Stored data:
::::::::::
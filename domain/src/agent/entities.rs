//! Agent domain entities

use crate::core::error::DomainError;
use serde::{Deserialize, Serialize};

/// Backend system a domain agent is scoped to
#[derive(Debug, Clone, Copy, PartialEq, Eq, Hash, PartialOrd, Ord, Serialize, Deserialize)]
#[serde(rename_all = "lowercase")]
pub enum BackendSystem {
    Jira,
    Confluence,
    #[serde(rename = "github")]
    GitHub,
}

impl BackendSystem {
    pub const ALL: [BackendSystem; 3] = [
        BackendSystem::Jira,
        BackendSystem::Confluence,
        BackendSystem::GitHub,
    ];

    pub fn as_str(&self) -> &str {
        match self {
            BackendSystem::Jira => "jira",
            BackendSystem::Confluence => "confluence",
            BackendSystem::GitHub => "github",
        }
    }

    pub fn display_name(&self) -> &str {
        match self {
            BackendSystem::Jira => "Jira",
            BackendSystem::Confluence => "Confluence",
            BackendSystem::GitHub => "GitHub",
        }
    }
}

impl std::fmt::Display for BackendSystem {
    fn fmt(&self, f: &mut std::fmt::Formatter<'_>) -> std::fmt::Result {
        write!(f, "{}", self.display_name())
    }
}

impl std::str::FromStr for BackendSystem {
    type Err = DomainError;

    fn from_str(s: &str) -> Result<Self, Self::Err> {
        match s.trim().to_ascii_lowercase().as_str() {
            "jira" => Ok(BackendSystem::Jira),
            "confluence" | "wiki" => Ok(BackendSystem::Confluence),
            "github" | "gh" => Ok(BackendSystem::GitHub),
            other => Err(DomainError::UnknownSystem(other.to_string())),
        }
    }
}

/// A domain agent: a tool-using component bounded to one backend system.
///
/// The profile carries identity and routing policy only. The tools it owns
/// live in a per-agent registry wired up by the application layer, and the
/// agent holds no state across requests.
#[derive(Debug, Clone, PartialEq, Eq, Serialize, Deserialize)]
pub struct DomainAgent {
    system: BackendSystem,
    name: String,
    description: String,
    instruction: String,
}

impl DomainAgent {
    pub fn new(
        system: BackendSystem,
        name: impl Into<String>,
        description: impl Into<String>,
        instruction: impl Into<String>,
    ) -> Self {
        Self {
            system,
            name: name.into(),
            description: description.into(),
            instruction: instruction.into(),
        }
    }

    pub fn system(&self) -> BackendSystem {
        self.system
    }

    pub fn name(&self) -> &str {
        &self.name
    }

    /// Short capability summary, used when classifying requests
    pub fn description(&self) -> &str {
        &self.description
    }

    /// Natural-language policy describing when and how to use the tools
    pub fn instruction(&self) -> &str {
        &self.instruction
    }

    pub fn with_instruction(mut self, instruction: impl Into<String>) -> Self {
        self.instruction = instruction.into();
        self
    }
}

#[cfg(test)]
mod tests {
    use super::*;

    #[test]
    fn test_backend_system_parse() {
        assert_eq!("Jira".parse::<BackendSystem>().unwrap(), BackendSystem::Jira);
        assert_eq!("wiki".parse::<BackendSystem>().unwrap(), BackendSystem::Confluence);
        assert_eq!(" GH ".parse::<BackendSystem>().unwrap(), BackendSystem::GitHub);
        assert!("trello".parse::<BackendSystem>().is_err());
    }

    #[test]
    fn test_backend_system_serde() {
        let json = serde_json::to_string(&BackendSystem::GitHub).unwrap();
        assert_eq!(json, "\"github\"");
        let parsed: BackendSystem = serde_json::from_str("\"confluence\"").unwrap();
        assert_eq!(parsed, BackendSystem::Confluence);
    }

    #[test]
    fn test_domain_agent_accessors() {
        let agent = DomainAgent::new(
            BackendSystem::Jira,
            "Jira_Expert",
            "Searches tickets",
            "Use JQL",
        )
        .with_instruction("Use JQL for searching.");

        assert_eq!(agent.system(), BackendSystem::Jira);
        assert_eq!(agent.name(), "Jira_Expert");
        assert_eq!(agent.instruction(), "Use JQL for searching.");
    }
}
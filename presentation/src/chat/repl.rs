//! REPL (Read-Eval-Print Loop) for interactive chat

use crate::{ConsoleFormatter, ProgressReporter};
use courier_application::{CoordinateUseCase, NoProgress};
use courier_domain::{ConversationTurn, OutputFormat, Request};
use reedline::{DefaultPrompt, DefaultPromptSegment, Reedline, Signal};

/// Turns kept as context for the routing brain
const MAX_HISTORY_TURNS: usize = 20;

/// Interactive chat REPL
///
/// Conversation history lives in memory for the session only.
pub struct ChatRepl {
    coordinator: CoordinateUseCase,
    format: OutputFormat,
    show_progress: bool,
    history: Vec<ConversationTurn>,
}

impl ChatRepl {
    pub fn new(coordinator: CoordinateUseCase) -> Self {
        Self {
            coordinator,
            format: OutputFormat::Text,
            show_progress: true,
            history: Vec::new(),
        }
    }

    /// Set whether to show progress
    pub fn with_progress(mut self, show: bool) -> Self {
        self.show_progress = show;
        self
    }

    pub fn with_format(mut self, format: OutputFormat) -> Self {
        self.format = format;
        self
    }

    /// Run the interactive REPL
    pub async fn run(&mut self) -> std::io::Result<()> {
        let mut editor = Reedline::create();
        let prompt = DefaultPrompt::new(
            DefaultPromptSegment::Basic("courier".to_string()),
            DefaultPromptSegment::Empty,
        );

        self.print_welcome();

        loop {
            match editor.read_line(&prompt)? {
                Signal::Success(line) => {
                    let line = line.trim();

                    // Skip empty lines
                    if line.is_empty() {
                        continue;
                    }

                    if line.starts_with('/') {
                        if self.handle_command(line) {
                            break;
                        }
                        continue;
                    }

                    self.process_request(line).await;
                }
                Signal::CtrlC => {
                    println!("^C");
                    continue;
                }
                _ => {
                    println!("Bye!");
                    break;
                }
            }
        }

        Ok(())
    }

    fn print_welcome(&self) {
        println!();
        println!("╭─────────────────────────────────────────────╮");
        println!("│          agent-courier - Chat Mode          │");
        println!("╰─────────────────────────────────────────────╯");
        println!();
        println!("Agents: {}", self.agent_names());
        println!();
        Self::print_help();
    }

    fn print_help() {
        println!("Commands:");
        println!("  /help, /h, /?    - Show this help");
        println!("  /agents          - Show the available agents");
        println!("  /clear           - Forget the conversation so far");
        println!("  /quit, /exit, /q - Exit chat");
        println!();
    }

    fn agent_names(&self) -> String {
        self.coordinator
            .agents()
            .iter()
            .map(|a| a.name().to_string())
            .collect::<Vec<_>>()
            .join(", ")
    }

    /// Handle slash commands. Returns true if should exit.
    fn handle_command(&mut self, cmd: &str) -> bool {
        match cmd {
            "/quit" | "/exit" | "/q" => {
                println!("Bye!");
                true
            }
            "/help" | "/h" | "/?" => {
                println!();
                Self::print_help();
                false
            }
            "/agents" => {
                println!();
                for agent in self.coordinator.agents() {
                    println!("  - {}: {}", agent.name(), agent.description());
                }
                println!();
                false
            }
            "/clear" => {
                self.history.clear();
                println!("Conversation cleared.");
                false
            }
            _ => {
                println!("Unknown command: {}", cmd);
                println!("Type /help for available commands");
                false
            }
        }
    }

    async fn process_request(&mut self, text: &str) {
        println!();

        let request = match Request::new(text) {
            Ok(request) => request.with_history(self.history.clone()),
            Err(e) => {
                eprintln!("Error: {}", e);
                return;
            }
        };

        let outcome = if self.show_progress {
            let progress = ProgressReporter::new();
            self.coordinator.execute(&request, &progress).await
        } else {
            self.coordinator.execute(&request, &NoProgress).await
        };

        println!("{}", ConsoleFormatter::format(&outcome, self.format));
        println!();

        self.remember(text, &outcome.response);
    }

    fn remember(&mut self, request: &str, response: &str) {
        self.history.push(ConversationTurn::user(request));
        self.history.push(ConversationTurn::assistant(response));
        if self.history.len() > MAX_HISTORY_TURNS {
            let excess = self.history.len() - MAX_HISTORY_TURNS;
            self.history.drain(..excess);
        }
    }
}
::::::::::
**Your task**
Across the records above, how many lines contain the word "DefaultPromptSegment"? Give the number by itself.

**Response to the task**
3